> **Exercise prompt**
Select from the records below every line that has the word "Accepted" in it.

> **Provided entries**
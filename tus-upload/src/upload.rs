use chrono::{DateTime, Utc};

use crate::{ByteStream, UploadError, UploadMetadata, UploadRecord};

/// Parameters of a create-upload call
#[derive(Debug, Clone, Default)]
pub struct CreateUpload {
    /// Declared total length
    pub length: Option<u64>,
    /// Client will supply the length on a later append
    pub defer_length: bool,
    pub metadata: UploadMetadata,
}

impl CreateUpload {
    /// Upload with a known total length
    pub fn with_length(length: u64) -> Self {
        Self {
            length: Some(length),
            ..Self::default()
        }
    }

    /// Upload whose length is not known yet
    pub fn deferred() -> Self {
        Self {
            defer_length: true,
            ..Self::default()
        }
    }

    pub fn with_metadata(mut self, metadata: UploadMetadata) -> Self {
        self.metadata = metadata;
        self
    }
}

/// Bytes sent together with the create call
pub struct InlineData {
    /// Bytes announced by the client; `None` reads up to the declared length
    pub content_length: Option<u64>,
    pub body: ByteStream,
}

impl InlineData {
    pub fn new(content_length: Option<u64>, body: ByteStream) -> Self {
        Self {
            content_length,
            body,
        }
    }
}

/// Result of a create call
#[derive(Debug)]
pub enum CreateOutcome {
    /// Resource created, no data received
    Created { record: UploadRecord },

    /// Resource created and the inline data appended.
    /// `interrupted` when the body ended before all announced bytes arrived.
    CreatedWithData {
        record: UploadRecord,
        interrupted: bool,
    },

    /// Resource created but the inline data refused; the resource stays usable
    InlineRejected {
        record: UploadRecord,
        reason: UploadError,
    },
}

impl CreateOutcome {
    pub fn record(&self) -> &UploadRecord {
        match self {
            Self::Created { record }
            | Self::CreatedWithData { record, .. }
            | Self::InlineRejected { record, .. } => record,
        }
    }
}

/// Parameters of an append call (the body travels separately)
#[derive(Debug, Clone, Copy, PartialEq, Eq)]
pub struct AppendChunk {
    /// Where the client believes the upload currently ends
    pub offset: u64,
    /// Bytes the client announces for this chunk
    pub content_length: u64,
    /// Total length, resolving a deferred upload
    pub length: Option<u64>,
}

impl AppendChunk {
    pub fn new(offset: u64, content_length: u64) -> Self {
        Self {
            offset,
            content_length,
            length: None,
        }
    }

    pub fn with_length(mut self, length: u64) -> Self {
        self.length = Some(length);
        self
    }
}

/// A fully consumed append
#[derive(Debug, Clone, PartialEq, Eq)]
pub struct AppendReceipt {
    pub offset: u64,
    pub expires_at: Option<DateTime<Utc>>,
    pub complete: bool,
}

/// Result of an append call
#[derive(Debug, Clone, PartialEq, Eq)]
pub enum AppendOutcome {
    Accepted(AppendReceipt),

    /// Body ended early. Every byte that arrived is stored and counted in `offset`.
    Interrupted { offset: u64 },
}

impl AppendOutcome {
    /// Offset after the call, whichever way it ended
    pub fn offset(&self) -> u64 {
        match self {
            Self::Accepted(receipt) => receipt.offset,
            Self::Interrupted { offset } => *offset,
        }
    }
}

> **Problem solution**
    Accepted(AppendReceipt),
            Self::Accepted(receipt) => receipt.offset,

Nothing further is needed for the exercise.